§ **What this task involves**
Take the data below. Output it exactly from its first line through the line containing "#[tokio::main]".

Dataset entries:
·····
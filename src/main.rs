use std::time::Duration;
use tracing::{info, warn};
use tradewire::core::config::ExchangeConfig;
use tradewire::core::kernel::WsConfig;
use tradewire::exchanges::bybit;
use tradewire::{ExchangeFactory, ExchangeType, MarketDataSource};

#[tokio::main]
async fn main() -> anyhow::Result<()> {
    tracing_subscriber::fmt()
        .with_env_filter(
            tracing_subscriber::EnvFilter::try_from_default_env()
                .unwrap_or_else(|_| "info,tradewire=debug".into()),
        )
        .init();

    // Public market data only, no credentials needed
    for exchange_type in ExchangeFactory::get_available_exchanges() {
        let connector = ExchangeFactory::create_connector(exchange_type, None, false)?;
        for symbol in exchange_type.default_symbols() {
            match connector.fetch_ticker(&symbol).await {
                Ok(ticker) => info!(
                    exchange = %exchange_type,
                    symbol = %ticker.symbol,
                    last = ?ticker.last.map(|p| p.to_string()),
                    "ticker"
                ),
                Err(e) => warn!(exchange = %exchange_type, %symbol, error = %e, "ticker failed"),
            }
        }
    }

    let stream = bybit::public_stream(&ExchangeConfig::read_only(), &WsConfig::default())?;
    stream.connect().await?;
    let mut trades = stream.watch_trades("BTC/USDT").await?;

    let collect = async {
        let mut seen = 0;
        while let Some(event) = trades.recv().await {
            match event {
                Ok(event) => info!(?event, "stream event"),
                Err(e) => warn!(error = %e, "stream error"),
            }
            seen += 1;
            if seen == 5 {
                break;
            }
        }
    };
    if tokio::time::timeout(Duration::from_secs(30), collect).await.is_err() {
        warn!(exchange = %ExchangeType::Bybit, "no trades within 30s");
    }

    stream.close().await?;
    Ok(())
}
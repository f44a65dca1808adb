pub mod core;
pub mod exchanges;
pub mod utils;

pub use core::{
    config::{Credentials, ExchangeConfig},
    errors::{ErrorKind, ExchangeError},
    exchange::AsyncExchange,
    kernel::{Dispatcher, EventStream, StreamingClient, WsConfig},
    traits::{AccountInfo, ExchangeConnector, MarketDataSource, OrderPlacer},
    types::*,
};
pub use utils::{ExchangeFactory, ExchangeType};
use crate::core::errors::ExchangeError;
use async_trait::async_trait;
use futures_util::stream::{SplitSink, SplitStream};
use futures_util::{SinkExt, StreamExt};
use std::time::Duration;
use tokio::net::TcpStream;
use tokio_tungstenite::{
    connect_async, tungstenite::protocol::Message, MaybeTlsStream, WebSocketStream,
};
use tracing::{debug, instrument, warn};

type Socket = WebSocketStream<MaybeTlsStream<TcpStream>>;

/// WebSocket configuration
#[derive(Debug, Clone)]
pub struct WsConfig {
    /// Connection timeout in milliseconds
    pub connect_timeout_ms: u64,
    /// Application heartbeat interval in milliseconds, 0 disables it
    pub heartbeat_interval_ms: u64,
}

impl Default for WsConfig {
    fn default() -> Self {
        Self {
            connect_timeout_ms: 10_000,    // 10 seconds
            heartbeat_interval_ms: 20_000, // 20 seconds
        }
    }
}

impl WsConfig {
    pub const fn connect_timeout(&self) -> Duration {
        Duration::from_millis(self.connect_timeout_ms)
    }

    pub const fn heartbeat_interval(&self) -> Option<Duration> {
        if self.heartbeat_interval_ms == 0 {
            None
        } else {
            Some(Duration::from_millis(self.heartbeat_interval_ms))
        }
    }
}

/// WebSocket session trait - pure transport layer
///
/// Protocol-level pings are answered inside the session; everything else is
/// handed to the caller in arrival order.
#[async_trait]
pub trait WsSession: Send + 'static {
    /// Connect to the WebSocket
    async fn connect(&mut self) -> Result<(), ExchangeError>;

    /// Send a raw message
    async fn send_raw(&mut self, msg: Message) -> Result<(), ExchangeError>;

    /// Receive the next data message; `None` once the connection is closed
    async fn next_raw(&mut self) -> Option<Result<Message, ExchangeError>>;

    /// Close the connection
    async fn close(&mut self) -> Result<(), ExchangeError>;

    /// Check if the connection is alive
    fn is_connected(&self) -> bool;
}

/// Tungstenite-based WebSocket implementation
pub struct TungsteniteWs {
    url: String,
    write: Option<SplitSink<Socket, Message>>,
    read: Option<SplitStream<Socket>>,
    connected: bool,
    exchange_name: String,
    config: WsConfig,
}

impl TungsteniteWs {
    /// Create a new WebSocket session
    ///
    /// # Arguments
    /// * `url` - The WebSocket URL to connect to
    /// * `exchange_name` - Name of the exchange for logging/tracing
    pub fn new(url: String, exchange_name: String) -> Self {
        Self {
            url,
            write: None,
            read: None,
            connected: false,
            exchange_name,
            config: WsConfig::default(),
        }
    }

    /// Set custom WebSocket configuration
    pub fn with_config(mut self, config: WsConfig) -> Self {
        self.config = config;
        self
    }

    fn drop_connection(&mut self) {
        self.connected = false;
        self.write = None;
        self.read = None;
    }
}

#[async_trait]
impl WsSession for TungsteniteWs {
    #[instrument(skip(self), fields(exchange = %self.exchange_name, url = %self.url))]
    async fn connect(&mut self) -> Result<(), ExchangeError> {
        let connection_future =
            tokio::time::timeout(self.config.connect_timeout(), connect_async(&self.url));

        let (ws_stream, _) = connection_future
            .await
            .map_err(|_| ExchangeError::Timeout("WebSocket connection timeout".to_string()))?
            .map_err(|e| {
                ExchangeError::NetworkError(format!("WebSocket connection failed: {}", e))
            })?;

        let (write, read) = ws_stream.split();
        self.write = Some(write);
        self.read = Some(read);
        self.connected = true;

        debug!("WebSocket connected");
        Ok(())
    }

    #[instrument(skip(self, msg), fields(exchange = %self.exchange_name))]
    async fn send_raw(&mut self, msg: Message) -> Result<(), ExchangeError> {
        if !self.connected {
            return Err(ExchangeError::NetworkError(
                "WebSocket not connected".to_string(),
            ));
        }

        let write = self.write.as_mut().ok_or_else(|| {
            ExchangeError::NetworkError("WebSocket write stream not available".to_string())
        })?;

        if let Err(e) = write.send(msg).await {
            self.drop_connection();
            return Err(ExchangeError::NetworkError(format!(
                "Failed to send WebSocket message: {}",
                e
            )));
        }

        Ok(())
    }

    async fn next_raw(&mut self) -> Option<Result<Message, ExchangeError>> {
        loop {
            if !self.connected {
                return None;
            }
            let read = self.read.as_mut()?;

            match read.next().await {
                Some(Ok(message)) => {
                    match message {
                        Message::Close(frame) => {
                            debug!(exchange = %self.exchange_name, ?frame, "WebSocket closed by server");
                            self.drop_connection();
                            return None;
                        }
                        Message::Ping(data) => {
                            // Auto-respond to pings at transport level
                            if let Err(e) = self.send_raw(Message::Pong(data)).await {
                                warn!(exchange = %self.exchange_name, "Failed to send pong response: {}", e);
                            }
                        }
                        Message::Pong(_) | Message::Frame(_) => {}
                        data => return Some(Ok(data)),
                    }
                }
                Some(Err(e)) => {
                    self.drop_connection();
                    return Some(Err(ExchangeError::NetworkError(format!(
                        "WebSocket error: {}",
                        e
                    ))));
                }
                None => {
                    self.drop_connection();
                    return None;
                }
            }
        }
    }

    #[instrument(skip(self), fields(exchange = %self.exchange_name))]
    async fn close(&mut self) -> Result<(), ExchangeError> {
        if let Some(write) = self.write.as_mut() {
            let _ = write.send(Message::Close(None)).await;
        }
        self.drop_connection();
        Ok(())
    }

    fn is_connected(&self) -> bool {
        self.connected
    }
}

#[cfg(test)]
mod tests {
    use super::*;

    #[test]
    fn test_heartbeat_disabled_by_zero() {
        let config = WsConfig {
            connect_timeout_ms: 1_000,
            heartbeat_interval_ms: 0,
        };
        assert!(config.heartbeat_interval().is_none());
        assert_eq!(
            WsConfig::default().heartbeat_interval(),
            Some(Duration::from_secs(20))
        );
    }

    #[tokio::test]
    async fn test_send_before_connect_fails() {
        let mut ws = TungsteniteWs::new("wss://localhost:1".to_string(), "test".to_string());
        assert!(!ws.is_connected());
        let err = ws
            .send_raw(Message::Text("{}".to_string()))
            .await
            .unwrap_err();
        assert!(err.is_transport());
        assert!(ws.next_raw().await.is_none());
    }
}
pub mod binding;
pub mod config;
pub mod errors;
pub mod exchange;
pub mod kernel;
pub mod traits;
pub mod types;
·····
§ **Finished exercise**
filename src/main.rs
use std::time::Duration;
use tracing::{info, warn};
use tradewire::core::config::ExchangeConfig;
use tradewire::core::kernel::WsConfig;
use tradewire::exchanges::bybit;
use tradewire::{ExchangeFactory, ExchangeType, MarketDataSource};

#[tokio::main]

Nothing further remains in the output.